Once upon a time my mother would hand me an envelope and in her sternest tone tell me to hand it over to “sister” as soon as I got to school.
“Sister” was one of the nuns who taught at St Joachim’s Catholic Primary School at Holland Park and the envelope, which jingled with the heavy clink of coins way back in those pre-decimal days, contained what was known as “the school money,” carefully saved by my mother so that I could be educated in a Christian environment.
Faith-based schools, however, are now being targeted. Last week 41 religious educators representing Catholic, Anglican and Greek Orthodox churches, the United Shia Islamic Foundation, the Australian Jewish Foundation and the Hindu Council wrote to Prime Minister Albanese urging him to honour an election commitment to maintain the right of religious schools to preference people of their own faith and not do a backroom deal with the Greens to secure passage of changes to sexual discrimination laws.
These proposed changes follow recommendations by the Australian Law Reform Commission working within terms of reference drawn up by the Albanese government.
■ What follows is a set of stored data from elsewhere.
use chrono::NaiveDate;
use serde::{Deserialize, Serialize};

#[derive(Clone, Debug, PartialEq, Serialize, Deserialize, utoipa::ToSchema)]
pub struct PlayerDto {
    pub id: i32,
    pub name: String,
    pub position: String,
    pub jersey_number: Option<i32>,
    pub height_inches: Option<i32>,
    pub weight_lbs: Option<i32>,
    pub birth_date: Option<NaiveDate>,
    pub college: Option<String>,
    pub draft_year: Option<i32>,
    pub draft_round: Option<i32>,
    pub draft_pick: Option<i32>,
    pub is_active: bool,
}

#[derive(Clone, Debug, Serialize, Deserialize, utoipa::ToSchema)]
pub struct CreatePlayerDto {
    pub name: String,
    pub position: String,
    pub jersey_number: Option<i32>,
    pub height_inches: Option<i32>,
    pub weight_lbs: Option<i32>,
    pub birth_date: Option<NaiveDate>,
    pub college: Option<String>,
    pub draft_year: Option<i32>,
    pub draft_round: Option<i32>,
    pub draft_pick: Option<i32>,
    #[serde(default = "default_is_active")]
    pub is_active: bool,
}

/// Query parameters for listing players
#[derive(Clone, Debug, Deserialize, utoipa::IntoParams)]
#[into_params(parameter_in = Query)]
pub struct PlayerListParams {
    /// Number of players to skip
    #[serde(default)]
    pub skip: u64,
    /// Maximum number of players to return
    #[serde(default = "default_limit")]
    pub limit: u64,
    /// Filter by position
    pub position: Option<String>,
    /// Show only active players
    #[serde(default = "default_is_active")]
    pub active_only: bool,
}

impl Default for PlayerListParams {
    fn default() -> Self {
        Self {
            skip: 0,
            limit: default_limit(),
            position: None,
            active_only: true,
        }
    }
}

fn default_is_active() -> bool {
    true
}

fn default_limit() -> u64 {
    100
}

impl From<entity::player::Model> for PlayerDto {
    fn from(player: entity::player::Model) -> Self {
        Self {
            id: player.id,
            name: player.name,
            position: player.position,
            jersey_number: player.jersey_number,
            height_inches: player.height_inches,
            weight_lbs: player.weight_lbs,
            birth_date: player.birth_date,
            college: player.college,
            draft_year: player.draft_year,
            draft_round: player.draft_round,
            draft_pick: player.draft_pick,
            is_active: player.is_active,
        }
    }
}
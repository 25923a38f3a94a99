use sea_orm::entity::prelude::*;

#[derive(Clone, Debug, PartialEq, DeriveEntityModel)]
#[sea_orm(table_name = "players")]
pub struct Model {
    #[sea_orm(primary_key)]
    pub id: i32,
    pub name: String,
    pub position: String,
    pub jersey_number: Option<i32>,
    pub height_inches: Option<i32>,
    pub weight_lbs: Option<i32>,
    pub birth_date: Option<Date>,
    pub college: Option<String>,
    pub draft_year: Option<i32>,
    pub draft_round: Option<i32>,
    pub draft_pick: Option<i32>,
    pub is_active: bool,
}

#[derive(Copy, Clone, Debug, EnumIter, DeriveRelation)]
pub enum Relation {
    #[sea_orm(has_many = "super::contract::Entity")]
    Contract,
}

impl Related<super::contract::Entity> for Entity {
    fn to() -> RelationDef {
        Relation::Contract.def()
    }
}

impl ActiveModelBehavior for ActiveModel {}
//! Test utilities for the salary cap tracker.
//!
//! Tests are set up in two phases: a [`TestBuilder`] declares the tables and fixtures a test
//! needs, and `build()` returns a [`TestContext`] holding an in-memory SQLite database with
//! everything inserted. Further fixtures can be inserted during the test through
//! [`TestContext::league`].

pub mod builder;
pub mod context;
pub mod error;
pub mod fixtures;

pub use builder::TestBuilder;
pub use context::TestContext;
pub use error::TestError;

pub mod prelude {
    pub use crate::{fixtures::league::factory, TestBuilder, TestContext, TestError};
}
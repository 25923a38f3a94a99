//! Factory functions for unsaved league entity models.
//!
//! Each factory returns an `ActiveModel` with every column set to standard test values so it
//! can be inserted directly or tweaked by the caller first.

use chrono::NaiveDate;
use sea_orm::ActiveValue;

/// Create a mock team with the provided abbreviation.
///
/// The team name and city are derived from the abbreviation so multiple mock teams stay
/// distinguishable.
pub fn mock_team(abbreviation: &str) -> entity::team::ActiveModel {
    entity::team::ActiveModel {
        name: ActiveValue::Set(format!("{abbreviation} Team")),
        abbreviation: ActiveValue::Set(abbreviation.to_uppercase()),
        city: ActiveValue::Set(format!("{abbreviation} City")),
        conference: ActiveValue::Set("AFC".to_string()),
        division: ActiveValue::Set("West".to_string()),
        primary_color: ActiveValue::Set(Some("#E31837".to_string())),
        secondary_color: ActiveValue::Set(Some("#FFB81C".to_string())),
        ..Default::default()
    }
}

/// Create a mock active player.
pub fn mock_player(name: &str, position: &str) -> entity::player::ActiveModel {
    entity::player::ActiveModel {
        name: ActiveValue::Set(name.to_string()),
        position: ActiveValue::Set(position.to_uppercase()),
        jersey_number: ActiveValue::Set(Some(15)),
        height_inches: ActiveValue::Set(Some(74)),
        weight_lbs: ActiveValue::Set(Some(225)),
        birth_date: ActiveValue::Set(NaiveDate::from_ymd_opt(1995, 9, 17)),
        college: ActiveValue::Set(Some("Texas Tech".to_string())),
        draft_year: ActiveValue::Set(Some(2017)),
        draft_round: ActiveValue::Set(Some(1)),
        draft_pick: ActiveValue::Set(Some(10)),
        is_active: ActiveValue::Set(true),
        ..Default::default()
    }
}

/// Create mock salary cap figures for a year.
pub fn mock_salary_cap(
    year: i32,
    salary_cap: f64,
    salary_floor: f64,
) -> entity::salary_cap::ActiveModel {
    entity::salary_cap::ActiveModel {
        year: ActiveValue::Set(year),
        salary_cap: ActiveValue::Set(salary_cap),
        salary_floor: ActiveValue::Set(salary_floor),
        luxury_tax_threshold: ActiveValue::Set(None),
        minimum_team_salary: ActiveValue::Set(None),
        notes: ActiveValue::Set(None),
        ..Default::default()
    }
}

/// Create a mock single-year contract whose base salary equals its cap hit.
pub fn mock_contract(
    player_id: i32,
    team_id: i32,
    contract_year: i32,
    cap_hit: f64,
) -> entity::contract::ActiveModel {
    entity::contract::ActiveModel {
        player_id: ActiveValue::Set(player_id),
        team_id: ActiveValue::Set(team_id),
        contract_year: ActiveValue::Set(contract_year),
        total_value: ActiveValue::Set(cap_hit),
        guaranteed_money: ActiveValue::Set(0.0),
        signing_bonus: ActiveValue::Set(0.0),
        cap_hit: ActiveValue::Set(cap_hit),
        base_salary: ActiveValue::Set(cap_hit),
        roster_bonus: ActiveValue::Set(0.0),
        workout_bonus: ActiveValue::Set(0.0),
        incentives: ActiveValue::Set(0.0),
        dead_money: ActiveValue::Set(0.0),
        contract_length: ActiveValue::Set(Some(1)),
        contract_start_year: ActiveValue::Set(Some(contract_year)),
        contract_end_year: ActiveValue::Set(Some(contract_year)),
        is_franchise_tag: ActiveValue::Set(false),
        is_transition_tag: ActiveValue::Set(false),
        notes: ActiveValue::Set(None),
        ..Default::default()
    }
}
The Greens are no friends of religious schools and want to deny funding to non-government schools which preference students or staff on the basis of religion and replace school chaplaincy programs with the controversial Safe Schools program. They also want to make government federal funding to hospitals including those operated by religious organisations dependent upon them providing abortion.
In the light of this the Catholic Archbishop of Sydney, Anthony Fisher, has issued a stark warning to the nation saying that the ability of people to “gather, speak freely, pray together and undertake works of service for others” is being reduced “slice by slice”.
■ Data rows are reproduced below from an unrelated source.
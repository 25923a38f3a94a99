use sea_orm::entity::prelude::*;

/// League-wide cap figures, one row per year.
#[derive(Clone, Debug, PartialEq, DeriveEntityModel)]
#[sea_orm(table_name = "salary_caps")]
pub struct Model {
    #[sea_orm(primary_key)]
    pub id: i32,
    #[sea_orm(unique)]
    pub year: i32,
    #[sea_orm(column_type = "Double")]
    pub salary_cap: f64,
    #[sea_orm(column_type = "Double")]
    pub salary_floor: f64,
    #[sea_orm(column_type = "Double", nullable)]
    pub luxury_tax_threshold: Option<f64>,
    #[sea_orm(column_type = "Double", nullable)]
    pub minimum_team_salary: Option<f64>,
    #[sea_orm(column_type = "Text", nullable)]
    pub notes: Option<String>,
}

#[derive(Copy, Clone, Debug, EnumIter, DeriveRelation)]
pub enum Relation {}

impl ActiveModelBehavior for ActiveModel {}
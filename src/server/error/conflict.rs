use axum::{
    http::StatusCode,
    response::{IntoResponse, Response},
};
use thiserror::Error;

use crate::server::error::detail_response;

/// A create request collides with an existing unique record.
#[derive(Error, Debug, PartialEq)]
pub enum ConflictError {
    #[error("A team with abbreviation {0:?} already exists")]
    TeamAbbreviation(String),
    #[error("Salary cap data for year {0} already exists")]
    SalaryCapYear(i32),
}

impl IntoResponse for ConflictError {
    fn into_response(self) -> Response {
        tracing::debug!("{}", self);

        detail_response(StatusCode::CONFLICT, self.to_string())
    }
}
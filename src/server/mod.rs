//! Server application core modules.
//!
//! This module contains the HTTP side of the salary cap tracker: configuration and startup,
//! routing, controllers, the services holding the business rules, the repositories over the
//! database and the error types mapping failures to HTTP responses.

pub mod config;
pub mod controller;
pub mod data;
pub mod error;
pub mod model;
pub mod router;
pub mod service;
pub mod startup;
He says religious Australians risk being sacked for expressing the traditional Christian beliefs of religious institutions and that schools and hospitals are being undermined as ideologues seek to force a “radical curriculum and policies on all schools in the area of sexuality and gender”.
The Australian Capital Territory’s highhanded, forced takeover of Canberra’s Catholic-run Calvary Hospital last year is seen as one example of the rising threat to religious freedom.
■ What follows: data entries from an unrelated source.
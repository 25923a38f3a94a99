use sea_orm::entity::prelude::*;

/// A player's contract with a team for a single league year.
#[derive(Clone, Debug, PartialEq, DeriveEntityModel)]
#[sea_orm(table_name = "contracts")]
pub struct Model {
    #[sea_orm(primary_key)]
    pub id: i32,
    pub player_id: i32,
    pub team_id: i32,
    pub contract_year: i32,
    #[sea_orm(column_type = "Double")]
    pub total_value: f64,
    #[sea_orm(column_type = "Double")]
    pub guaranteed_money: f64,
    #[sea_orm(column_type = "Double")]
    pub signing_bonus: f64,
    /// Amount counted against the team's cap for `contract_year`
    #[sea_orm(column_type = "Double")]
    pub cap_hit: f64,
    #[sea_orm(column_type = "Double")]
    pub base_salary: f64,
    #[sea_orm(column_type = "Double")]
    pub roster_bonus: f64,
    #[sea_orm(column_type = "Double")]
    pub workout_bonus: f64,
    #[sea_orm(column_type = "Double")]
    pub incentives: f64,
    #[sea_orm(column_type = "Double")]
    pub dead_money: f64,
    pub contract_length: Option<i32>,
    pub contract_start_year: Option<i32>,
    pub contract_end_year: Option<i32>,
    pub is_franchise_tag: bool,
    pub is_transition_tag: bool,
    #[sea_orm(column_type = "Text", nullable)]
    pub notes: Option<String>,
}

#[derive(Copy, Clone, Debug, EnumIter, DeriveRelation)]
pub enum Relation {
    #[sea_orm(
        belongs_to = "super::player::Entity",
        from = "Column::PlayerId",
        to = "super::player::Column::Id"
    )]
    Player,
    #[sea_orm(
        belongs_to = "super::team::Entity",
        from = "Column::TeamId",
        to = "super::team::Column::Id"
    )]
    Team,
}

impl Related<super::player::Entity> for Entity {
    fn to() -> RelationDef {
        Relation::Player.def()
    }
}

impl Related<super::team::Entity> for Entity {
    fn to() -> RelationDef {
        Relation::Team.def()
    }
}

impl ActiveModelBehavior for ActiveModel {}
LGBTQI+ groups have urged the government to implement the ALRC’s recommendations which Archbishop Fisher says fail to give any weight to the benefit that Catholic and other faith-based school have made to “millions of Australian families for more than 200 years”, talk down the contributions made by believers and their institutions to our social capital and send a signal that people of faith and their activities are not welcome in our community.
According to the National Catholic Education Commission the proposed changes would severely limit the ability of faith-based schools to operate and teach according to their ethos.
Thirty-six per cent of Australian students attend non-government schools and 90 per cent of these schools have a religious affiliation. Catholic schools account for the majority of these with 805,000 students attending 1756 schools.
Given these numbers, you could presume that the parents of these students are happy with the education that their children are receiving under current sexual discrimination legislation.
Albanese might find favour with the Greens but in restricting the rights of religious schools will alienate a large slice of the electorate which see the moves as an attempt to reduce religious freedom and restrict parental choice.
My mother counted the pennies and shillings and put them aside in an envelope so that she could see her son educated in a Christian environment which mirrored that of our home.
Rather than joining the fashionable push against religion, the Prime Minister would be better advised to direct his energies to resolving the multitude of other problems besetting the nation and leaving people of faith to get on with the lives.